* PROBLEM REQUIREMENTS: Give back exactly the lines of the entries below from the line with "let l = build(&heights, w, h, Padding::new(2, top, 3, bottom));" to the line with "let view = h.saturating_sub(top).saturating_sub(bottom);", inclusive, and only those.

Collected data:
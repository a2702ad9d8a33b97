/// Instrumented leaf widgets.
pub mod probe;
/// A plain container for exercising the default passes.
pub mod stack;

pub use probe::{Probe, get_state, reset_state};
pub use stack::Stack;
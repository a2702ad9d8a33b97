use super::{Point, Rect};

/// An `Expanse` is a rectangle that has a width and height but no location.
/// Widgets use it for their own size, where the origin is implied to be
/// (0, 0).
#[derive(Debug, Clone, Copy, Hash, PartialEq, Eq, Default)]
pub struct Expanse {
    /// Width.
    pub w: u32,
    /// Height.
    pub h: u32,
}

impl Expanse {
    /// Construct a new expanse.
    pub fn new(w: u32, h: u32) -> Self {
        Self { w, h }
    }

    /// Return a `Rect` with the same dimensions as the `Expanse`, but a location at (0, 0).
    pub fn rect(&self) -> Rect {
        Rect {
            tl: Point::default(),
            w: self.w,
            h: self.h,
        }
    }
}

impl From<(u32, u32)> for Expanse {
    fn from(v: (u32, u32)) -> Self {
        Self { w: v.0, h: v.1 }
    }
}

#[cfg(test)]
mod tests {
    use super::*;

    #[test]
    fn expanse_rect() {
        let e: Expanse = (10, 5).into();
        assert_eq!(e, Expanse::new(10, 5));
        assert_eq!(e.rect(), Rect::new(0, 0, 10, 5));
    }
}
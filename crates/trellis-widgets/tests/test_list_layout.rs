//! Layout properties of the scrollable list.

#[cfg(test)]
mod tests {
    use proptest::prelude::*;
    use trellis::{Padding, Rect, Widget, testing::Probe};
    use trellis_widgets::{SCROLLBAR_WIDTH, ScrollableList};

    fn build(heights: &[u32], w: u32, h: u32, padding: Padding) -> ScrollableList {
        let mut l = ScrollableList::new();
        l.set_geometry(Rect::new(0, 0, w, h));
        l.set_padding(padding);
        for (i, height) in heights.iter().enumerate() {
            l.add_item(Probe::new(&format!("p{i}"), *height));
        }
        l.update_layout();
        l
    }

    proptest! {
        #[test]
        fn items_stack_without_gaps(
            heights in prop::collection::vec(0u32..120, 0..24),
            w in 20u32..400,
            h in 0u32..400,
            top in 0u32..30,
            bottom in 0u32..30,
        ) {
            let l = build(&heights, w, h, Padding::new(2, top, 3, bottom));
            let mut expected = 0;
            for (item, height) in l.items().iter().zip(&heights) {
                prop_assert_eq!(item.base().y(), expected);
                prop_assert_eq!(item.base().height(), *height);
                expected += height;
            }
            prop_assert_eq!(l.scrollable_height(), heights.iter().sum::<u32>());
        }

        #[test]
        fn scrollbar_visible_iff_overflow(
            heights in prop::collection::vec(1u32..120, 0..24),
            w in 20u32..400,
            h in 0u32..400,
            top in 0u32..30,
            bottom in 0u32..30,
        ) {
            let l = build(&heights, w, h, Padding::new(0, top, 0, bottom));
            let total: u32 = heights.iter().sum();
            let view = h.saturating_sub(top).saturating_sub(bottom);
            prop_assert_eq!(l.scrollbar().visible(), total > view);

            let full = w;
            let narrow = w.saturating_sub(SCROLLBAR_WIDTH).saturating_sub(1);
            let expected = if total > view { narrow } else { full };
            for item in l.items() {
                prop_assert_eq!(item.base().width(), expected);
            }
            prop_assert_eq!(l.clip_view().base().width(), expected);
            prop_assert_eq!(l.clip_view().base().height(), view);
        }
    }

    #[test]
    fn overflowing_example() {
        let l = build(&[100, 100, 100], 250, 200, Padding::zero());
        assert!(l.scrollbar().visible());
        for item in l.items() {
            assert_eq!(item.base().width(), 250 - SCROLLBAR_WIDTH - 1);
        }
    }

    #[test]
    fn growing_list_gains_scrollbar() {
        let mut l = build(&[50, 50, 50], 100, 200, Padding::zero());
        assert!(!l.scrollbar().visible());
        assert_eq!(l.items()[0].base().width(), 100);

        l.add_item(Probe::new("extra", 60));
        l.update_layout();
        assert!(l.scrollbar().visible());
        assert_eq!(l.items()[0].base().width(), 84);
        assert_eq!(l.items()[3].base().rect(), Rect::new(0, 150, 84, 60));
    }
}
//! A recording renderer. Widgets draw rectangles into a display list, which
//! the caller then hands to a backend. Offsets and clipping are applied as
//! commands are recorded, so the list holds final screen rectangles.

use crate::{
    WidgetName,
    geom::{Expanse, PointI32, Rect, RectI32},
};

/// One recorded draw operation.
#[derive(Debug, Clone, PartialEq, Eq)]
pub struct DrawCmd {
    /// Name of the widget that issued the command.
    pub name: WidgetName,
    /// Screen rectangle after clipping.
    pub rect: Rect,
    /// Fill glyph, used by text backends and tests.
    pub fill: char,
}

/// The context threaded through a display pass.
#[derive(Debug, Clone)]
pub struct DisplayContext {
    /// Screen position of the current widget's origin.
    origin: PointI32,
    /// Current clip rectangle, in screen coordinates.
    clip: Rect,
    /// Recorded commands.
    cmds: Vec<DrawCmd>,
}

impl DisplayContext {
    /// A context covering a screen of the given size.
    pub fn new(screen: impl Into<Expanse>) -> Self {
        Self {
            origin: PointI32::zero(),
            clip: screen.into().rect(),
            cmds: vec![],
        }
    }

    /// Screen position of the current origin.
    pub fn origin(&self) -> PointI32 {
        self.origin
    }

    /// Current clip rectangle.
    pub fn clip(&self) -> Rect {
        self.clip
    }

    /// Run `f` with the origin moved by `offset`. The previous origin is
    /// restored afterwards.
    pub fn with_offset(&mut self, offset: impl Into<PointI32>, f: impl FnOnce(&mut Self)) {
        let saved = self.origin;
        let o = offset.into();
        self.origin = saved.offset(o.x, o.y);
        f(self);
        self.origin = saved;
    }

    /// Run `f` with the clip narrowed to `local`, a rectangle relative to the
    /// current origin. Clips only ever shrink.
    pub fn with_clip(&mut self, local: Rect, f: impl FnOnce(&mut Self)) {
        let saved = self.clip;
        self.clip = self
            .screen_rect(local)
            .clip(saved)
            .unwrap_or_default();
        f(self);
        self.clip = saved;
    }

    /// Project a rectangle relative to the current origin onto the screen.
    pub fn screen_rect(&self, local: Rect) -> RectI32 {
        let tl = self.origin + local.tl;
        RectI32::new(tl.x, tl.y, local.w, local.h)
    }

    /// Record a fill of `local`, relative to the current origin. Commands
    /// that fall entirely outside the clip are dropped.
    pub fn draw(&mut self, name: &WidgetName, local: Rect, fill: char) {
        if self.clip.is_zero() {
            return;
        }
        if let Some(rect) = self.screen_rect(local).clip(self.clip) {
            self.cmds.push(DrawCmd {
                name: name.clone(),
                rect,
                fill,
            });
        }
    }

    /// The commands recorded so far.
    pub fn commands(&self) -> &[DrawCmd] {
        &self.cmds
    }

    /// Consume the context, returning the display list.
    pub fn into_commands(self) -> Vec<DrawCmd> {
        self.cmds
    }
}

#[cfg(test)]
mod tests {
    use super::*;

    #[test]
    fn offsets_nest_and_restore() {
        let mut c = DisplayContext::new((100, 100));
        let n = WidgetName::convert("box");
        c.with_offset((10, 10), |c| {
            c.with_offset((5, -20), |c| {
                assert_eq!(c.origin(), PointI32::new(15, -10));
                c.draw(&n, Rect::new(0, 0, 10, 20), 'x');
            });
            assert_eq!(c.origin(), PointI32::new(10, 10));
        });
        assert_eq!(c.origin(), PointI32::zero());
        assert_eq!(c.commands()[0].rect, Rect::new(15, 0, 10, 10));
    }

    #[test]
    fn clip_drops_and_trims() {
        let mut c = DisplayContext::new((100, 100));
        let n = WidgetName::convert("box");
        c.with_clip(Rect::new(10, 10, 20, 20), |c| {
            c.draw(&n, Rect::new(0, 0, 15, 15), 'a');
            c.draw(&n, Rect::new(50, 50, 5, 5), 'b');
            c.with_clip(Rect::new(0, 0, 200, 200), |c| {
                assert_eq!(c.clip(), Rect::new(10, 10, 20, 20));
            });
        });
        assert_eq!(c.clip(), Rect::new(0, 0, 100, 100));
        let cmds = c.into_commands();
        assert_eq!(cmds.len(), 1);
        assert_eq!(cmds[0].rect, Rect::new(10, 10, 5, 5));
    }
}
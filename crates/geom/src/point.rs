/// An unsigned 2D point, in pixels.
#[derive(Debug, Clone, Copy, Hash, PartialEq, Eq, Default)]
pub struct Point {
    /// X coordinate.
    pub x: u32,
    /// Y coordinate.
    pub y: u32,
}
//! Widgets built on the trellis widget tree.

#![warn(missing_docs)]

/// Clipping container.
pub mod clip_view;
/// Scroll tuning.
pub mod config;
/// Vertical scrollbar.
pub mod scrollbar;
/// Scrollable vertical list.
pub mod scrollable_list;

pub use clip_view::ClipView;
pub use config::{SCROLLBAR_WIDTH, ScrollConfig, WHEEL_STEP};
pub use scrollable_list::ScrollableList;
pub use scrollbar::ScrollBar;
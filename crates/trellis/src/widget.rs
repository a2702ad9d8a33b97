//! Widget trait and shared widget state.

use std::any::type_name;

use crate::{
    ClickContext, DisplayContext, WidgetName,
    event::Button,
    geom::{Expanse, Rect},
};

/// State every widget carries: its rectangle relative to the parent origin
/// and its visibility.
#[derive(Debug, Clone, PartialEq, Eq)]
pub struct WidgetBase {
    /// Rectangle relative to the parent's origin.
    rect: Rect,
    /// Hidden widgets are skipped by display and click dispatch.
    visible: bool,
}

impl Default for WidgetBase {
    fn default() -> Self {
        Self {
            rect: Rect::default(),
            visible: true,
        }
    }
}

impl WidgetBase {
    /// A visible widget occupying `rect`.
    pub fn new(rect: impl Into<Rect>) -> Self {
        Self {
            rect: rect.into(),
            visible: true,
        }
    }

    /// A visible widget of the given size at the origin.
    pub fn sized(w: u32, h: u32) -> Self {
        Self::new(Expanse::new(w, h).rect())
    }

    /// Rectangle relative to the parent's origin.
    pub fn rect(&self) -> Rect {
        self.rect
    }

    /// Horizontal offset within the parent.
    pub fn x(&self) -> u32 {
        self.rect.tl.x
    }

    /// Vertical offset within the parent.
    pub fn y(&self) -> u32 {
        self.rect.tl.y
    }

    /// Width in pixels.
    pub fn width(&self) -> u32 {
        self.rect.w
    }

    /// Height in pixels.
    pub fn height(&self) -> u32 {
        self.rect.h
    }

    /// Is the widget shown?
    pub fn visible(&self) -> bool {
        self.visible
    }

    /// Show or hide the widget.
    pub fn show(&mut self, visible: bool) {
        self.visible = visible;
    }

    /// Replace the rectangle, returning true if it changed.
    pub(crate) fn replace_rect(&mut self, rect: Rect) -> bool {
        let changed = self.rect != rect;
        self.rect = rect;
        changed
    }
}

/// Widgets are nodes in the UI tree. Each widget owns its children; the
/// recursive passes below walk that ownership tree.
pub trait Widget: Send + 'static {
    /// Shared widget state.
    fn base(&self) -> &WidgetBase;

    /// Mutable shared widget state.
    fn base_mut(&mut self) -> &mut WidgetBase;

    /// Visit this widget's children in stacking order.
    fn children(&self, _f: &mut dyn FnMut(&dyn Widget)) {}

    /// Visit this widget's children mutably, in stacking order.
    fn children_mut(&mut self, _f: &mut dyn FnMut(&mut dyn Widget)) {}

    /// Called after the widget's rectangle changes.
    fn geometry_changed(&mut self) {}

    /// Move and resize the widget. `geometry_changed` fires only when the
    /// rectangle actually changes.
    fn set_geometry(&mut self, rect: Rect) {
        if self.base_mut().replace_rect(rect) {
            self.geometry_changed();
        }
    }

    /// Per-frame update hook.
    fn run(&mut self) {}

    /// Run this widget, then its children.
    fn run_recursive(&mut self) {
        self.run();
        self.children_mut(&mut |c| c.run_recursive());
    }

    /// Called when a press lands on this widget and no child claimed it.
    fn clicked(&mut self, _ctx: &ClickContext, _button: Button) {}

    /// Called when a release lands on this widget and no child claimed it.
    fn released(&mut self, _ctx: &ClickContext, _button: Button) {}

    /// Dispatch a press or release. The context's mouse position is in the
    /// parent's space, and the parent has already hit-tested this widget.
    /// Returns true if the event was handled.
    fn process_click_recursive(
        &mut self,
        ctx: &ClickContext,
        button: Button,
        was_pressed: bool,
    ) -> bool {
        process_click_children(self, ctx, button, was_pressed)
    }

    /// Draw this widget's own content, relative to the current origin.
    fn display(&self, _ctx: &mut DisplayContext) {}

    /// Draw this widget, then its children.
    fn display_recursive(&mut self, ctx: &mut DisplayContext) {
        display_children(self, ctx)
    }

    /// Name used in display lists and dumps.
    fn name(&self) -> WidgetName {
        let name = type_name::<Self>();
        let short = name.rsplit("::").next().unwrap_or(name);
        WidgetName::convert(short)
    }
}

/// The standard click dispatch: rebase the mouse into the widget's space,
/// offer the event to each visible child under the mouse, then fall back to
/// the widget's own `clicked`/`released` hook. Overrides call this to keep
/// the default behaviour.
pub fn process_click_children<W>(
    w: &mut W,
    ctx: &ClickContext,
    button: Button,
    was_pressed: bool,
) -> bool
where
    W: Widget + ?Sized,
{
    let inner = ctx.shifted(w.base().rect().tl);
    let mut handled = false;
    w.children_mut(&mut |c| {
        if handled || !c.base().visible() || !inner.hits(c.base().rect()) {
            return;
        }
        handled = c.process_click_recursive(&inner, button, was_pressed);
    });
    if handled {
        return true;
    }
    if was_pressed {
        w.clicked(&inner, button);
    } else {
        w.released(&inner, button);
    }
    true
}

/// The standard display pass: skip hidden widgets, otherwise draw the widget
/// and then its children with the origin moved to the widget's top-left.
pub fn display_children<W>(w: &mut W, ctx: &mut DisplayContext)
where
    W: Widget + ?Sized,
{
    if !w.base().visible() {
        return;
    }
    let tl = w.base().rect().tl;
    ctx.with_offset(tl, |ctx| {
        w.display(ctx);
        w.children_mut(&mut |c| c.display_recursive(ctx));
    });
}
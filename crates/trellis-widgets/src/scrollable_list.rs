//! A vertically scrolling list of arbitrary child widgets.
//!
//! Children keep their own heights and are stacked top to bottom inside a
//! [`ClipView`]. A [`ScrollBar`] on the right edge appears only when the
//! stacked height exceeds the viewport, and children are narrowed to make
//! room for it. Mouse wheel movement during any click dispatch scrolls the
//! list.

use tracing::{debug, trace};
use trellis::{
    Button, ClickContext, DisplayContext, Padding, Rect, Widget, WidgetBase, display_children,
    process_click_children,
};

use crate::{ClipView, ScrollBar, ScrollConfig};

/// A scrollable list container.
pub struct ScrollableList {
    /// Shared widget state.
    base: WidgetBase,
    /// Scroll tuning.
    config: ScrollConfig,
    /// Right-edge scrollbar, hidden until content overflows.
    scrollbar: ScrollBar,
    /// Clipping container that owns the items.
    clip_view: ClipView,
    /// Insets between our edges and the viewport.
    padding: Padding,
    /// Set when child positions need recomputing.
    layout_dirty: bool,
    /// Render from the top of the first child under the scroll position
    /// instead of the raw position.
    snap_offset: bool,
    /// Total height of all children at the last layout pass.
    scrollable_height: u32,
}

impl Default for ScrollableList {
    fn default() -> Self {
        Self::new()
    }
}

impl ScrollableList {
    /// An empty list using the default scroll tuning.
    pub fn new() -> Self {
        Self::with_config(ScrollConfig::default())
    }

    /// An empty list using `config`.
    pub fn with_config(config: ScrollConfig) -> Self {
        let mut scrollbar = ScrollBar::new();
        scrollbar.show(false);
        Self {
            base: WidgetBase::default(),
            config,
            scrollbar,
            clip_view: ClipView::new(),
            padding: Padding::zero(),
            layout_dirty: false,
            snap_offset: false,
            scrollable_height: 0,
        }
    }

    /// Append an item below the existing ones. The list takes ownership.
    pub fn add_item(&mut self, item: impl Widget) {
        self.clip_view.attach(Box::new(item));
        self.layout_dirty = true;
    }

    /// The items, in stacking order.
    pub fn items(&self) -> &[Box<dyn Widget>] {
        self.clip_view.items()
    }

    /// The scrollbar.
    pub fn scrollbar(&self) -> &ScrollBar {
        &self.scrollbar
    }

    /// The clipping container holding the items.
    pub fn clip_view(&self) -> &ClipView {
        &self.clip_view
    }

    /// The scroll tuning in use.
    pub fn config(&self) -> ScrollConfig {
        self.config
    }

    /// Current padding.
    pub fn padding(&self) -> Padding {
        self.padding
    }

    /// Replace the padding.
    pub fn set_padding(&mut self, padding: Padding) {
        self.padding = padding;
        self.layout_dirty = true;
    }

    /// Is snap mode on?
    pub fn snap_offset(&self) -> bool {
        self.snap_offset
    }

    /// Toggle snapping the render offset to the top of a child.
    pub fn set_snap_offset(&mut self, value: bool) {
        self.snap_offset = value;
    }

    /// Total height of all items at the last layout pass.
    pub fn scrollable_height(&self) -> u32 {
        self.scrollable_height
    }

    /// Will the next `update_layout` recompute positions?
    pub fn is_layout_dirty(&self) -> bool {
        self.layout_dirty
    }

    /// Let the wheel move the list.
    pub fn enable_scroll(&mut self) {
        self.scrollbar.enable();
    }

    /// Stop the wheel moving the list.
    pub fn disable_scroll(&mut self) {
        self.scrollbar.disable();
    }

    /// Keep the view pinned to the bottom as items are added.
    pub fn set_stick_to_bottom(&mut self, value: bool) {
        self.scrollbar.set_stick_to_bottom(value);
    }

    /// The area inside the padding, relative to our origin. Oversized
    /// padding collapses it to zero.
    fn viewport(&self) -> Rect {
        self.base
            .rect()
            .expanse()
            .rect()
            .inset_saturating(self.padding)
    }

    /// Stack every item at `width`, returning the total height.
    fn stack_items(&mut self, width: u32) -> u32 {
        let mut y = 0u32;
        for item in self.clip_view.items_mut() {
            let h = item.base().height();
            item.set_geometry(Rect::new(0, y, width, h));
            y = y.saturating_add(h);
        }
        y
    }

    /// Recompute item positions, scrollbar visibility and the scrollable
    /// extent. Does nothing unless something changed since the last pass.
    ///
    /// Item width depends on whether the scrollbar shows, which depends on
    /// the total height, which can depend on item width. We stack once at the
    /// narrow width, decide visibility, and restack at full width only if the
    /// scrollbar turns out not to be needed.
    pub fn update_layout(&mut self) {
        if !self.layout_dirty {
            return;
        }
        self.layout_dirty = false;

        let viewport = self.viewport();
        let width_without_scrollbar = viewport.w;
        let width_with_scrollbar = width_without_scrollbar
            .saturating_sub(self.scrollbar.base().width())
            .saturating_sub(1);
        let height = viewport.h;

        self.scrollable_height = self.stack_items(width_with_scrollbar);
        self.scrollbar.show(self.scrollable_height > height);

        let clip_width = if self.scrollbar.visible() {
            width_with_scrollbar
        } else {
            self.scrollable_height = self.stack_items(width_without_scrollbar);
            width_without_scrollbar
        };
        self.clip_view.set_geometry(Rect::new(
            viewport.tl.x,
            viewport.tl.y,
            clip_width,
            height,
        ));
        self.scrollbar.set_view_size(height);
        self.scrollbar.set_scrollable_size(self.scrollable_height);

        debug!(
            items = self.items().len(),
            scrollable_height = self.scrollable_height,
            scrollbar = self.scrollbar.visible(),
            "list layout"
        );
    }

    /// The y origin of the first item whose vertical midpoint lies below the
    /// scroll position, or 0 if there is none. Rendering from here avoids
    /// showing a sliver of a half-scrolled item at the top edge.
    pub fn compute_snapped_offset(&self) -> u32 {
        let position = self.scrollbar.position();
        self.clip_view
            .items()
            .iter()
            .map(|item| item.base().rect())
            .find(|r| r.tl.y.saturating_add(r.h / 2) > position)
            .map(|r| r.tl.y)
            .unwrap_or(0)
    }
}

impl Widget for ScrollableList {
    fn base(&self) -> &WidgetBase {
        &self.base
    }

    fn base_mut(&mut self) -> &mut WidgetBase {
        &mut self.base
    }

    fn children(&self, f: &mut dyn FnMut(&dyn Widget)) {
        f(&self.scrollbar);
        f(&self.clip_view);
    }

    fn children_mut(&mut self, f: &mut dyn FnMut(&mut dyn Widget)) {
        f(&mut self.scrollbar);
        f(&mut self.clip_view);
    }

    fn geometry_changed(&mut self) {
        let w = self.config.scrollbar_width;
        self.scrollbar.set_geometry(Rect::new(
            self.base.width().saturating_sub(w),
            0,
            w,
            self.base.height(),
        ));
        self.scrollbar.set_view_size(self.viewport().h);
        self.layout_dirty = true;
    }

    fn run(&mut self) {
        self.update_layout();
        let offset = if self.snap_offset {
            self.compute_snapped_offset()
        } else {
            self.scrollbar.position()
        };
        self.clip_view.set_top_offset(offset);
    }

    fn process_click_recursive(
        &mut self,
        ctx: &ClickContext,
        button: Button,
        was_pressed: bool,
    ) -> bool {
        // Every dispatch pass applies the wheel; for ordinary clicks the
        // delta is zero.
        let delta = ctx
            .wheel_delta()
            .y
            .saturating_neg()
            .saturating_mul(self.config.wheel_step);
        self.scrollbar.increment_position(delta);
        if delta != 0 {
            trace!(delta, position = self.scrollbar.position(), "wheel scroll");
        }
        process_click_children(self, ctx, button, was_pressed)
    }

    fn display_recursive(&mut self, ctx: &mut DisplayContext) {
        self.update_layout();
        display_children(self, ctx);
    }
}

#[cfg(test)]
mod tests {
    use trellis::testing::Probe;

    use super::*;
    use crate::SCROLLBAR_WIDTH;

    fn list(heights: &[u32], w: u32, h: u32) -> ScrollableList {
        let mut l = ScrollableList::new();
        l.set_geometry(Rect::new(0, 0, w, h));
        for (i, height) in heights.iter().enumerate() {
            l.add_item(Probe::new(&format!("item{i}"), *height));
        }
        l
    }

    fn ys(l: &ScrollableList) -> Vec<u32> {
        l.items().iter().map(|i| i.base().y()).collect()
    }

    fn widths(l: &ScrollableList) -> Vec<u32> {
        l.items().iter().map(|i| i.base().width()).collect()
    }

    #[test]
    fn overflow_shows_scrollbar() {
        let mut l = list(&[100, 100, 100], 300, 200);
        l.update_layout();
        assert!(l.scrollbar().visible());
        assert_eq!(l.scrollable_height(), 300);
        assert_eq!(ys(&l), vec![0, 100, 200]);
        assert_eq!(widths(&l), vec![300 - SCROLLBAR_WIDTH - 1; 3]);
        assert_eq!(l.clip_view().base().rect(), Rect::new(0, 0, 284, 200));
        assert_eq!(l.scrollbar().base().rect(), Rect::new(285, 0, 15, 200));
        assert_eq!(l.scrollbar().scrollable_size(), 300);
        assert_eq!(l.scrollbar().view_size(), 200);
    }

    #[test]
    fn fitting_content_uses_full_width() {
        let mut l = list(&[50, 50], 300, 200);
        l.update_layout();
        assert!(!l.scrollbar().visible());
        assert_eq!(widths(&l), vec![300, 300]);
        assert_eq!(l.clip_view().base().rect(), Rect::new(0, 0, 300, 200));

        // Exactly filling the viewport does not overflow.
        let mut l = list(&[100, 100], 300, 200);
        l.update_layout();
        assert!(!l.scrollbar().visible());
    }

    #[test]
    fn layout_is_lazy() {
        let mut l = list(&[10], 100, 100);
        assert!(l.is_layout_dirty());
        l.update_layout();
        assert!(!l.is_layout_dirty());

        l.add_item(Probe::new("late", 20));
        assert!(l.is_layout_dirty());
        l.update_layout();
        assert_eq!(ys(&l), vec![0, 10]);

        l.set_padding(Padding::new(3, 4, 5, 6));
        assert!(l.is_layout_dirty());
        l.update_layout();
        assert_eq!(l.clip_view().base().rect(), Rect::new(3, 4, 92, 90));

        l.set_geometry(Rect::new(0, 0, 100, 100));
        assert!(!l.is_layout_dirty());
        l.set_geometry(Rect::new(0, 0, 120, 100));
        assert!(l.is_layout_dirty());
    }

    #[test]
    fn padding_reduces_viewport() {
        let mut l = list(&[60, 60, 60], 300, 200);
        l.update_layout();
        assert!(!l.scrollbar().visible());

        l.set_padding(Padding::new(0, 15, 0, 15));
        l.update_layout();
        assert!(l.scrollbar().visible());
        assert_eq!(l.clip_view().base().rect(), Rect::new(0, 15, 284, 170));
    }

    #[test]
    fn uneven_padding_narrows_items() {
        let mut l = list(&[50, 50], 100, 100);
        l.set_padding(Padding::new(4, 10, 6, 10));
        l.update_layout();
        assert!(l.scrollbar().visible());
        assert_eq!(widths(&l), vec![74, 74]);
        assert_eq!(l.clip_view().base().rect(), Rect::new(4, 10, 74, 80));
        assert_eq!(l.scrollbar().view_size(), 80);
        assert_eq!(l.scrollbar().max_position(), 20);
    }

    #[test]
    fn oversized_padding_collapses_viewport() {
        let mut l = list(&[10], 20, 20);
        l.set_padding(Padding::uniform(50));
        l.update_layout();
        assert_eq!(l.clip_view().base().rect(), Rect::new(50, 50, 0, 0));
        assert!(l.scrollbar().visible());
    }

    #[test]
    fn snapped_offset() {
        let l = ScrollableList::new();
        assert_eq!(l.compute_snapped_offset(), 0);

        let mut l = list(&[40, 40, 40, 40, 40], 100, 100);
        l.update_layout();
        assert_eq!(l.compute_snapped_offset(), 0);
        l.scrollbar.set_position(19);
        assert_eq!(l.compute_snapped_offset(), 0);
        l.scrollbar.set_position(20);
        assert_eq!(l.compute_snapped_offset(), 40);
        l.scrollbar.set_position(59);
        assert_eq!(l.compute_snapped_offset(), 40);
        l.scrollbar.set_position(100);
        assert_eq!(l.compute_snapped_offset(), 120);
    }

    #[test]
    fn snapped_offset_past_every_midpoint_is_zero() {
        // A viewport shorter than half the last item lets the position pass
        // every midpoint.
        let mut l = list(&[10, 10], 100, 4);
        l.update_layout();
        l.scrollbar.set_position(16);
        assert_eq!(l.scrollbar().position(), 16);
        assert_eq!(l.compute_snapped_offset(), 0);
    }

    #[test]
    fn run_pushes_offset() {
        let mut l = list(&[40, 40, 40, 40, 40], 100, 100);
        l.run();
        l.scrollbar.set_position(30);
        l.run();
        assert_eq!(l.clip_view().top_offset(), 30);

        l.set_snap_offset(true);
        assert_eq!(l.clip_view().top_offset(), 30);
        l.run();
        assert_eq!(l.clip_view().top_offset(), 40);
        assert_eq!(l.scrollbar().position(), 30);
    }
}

* SOLUTION BELOW:
            let l = build(&heights, w, h, Padding::new(2, top, 3, bottom));
            let mut expected = 0;
            for (item, height) in l.items().iter().zip(&heights) {
                prop_assert_eq!(item.base().y(), expected);
                prop_assert_eq!(item.base().height(), *height);
                expected += height;
            }
            prop_assert_eq!(l.scrollable_height(), heights.iter().sum::<u32>());
        }

        #[test]
        fn scrollbar_visible_iff_overflow(
            heights in prop::collection::vec(1u32..120, 0..24),
            w in 20u32..400,
            h in 0u32..400,
            top in 0u32..30,
            bottom in 0u32..30,
        ) {
            let l = build(&heights, w, h, Padding::new(0, top, 0, bottom));
            let total: u32 = heights.iter().sum();
            let view = h.saturating_sub(top).saturating_sub(bottom);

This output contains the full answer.